To rule out these potential biases, the researchers added this extra information to the AI system’s training data and reran their experiments to see if that information skewed the results. Including these extra details did not sway the system’s predictions—in practical terms, it ignored them. Additionally, they found no evidence that differences in the scientific discipline, for example social psychology vs. cognitive psychology, affected the predicted outcome.
To Uzzi, that sends a good signal about its reliability.
“Okay, so we don’t know what the machine is doing—that’s a limitation. At the same time, quite frankly, it’s easier to take bias out of a machine than it is a human being,” he says.

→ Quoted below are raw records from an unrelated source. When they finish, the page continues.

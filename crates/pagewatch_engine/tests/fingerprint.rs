use pagewatch_engine::{
    digest_text, normalize, ContentDigest, ContentFingerprinter, FetchMetadata, PageSnapshot,
    Region,
};
use pretty_assertions::assert_eq;

fn snapshot(text: &str) -> PageSnapshot {
    PageSnapshot {
        text: text.to_string(),
        metadata: FetchMetadata {
            original_url: "https://example.com".to_string(),
            final_url: "https://example.com".to_string(),
            redirect_count: 0,
            content_type: Some("text/html".to_string()),
            encoding_label: "UTF-8".to_string(),
            byte_len: text.len() as u64,
        },
    }
}

#[test]
fn digest_is_md5_of_utf8_bytes() {
    assert_eq!(digest_text("abc").to_hex(), "900150983cd24fb0d6963f7d28e17f72");
}

#[test]
fn fingerprint_is_deterministic() {
    let page = snapshot("<html><body><p>Shows: 3</p></body></html>");
    let first = ContentFingerprinter.fingerprint(Some(&page));
    let second = ContentFingerprinter.fingerprint(Some(&page.clone()));
    assert_eq!(first, second);
    assert!(first.fingerprint().is_some());
}

#[test]
fn body_region_ignores_head_churn() {
    let morning = "<html><head><title>t</title><meta name=\"ts\" content=\"0800\"></head>\
                   <body><p>Shows: 3</p></body></html>";
    let evening = "<html><head><title>t</title><meta name=\"ts\" content=\"2000\"></head>\
                   <body><p>Shows: 3</p></body></html>";

    let a = ContentFingerprinter.fingerprint(Some(&snapshot(morning)));
    let b = ContentFingerprinter.fingerprint(Some(&snapshot(evening)));
    assert_eq!(a, b);
    assert!(matches!(
        a,
        ContentDigest::Fingerprint {
            region: Region::Body,
            ..
        }
    ));
}

#[test]
fn body_changes_change_the_fingerprint() {
    let before = snapshot("<html><body><p>Shows: 3</p></body></html>");
    let after = snapshot("<html><body><p>Shows: 4</p></body></html>");
    assert_ne!(
        ContentFingerprinter.fingerprint(Some(&before)).fingerprint(),
        ContentFingerprinter.fingerprint(Some(&after)).fingerprint()
    );
}

#[test]
fn normalize_extracts_body_inner_markup() {
    let normalized = normalize("<html><head><title>x</title></head><body><p>A</p></body></html>");
    assert_eq!(normalized.region, Region::Body);
    assert_eq!(normalized.text, "<p>A</p>");
}

#[test]
fn markup_without_body_falls_back_to_whole_document() {
    let raw = "<p>fragment</p>\n<p>second</p>";
    let normalized = normalize(raw);
    assert_eq!(normalized.region, Region::WholeDocument);
    assert_eq!(normalized.text, raw);

    let digest = ContentFingerprinter.fingerprint(Some(&snapshot(raw)));
    assert_eq!(
        digest,
        ContentDigest::Fingerprint {
            fingerprint: digest_text(raw),
            region: Region::WholeDocument,
        }
    );
}

#[test]
fn absent_or_blank_snapshot_is_empty() {
    assert_eq!(ContentFingerprinter.fingerprint(None), ContentDigest::Empty);
    assert_eq!(
        ContentFingerprinter.fingerprint(Some(&snapshot(" \n\t "))),
        ContentDigest::Empty
    );
    assert_eq!(ContentDigest::Empty.fingerprint(), None);
}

Additionally, Uzzi sees AI as a way of improving scientists’ ongoing response to the replication crisis. This is particularly important in the age of COVID-19, when some peer-review and replication standards have become more relaxed in an effort to speed the discovery of a vaccine. An AI-powered early warning system for flagging faulty research could help focus the scientific community’s attention on the findings that are important enough to warrant rigorous—and expensive—manual replication tests.
“We’re currently doing a study to see if our model could help review all these new COVID-19 papers coming out,” Uzzi says. “That’ll help us pinpoint those papers that create the strongest foundation for new scientific discoveries in this race to come up with a cure, a therapy, or both.”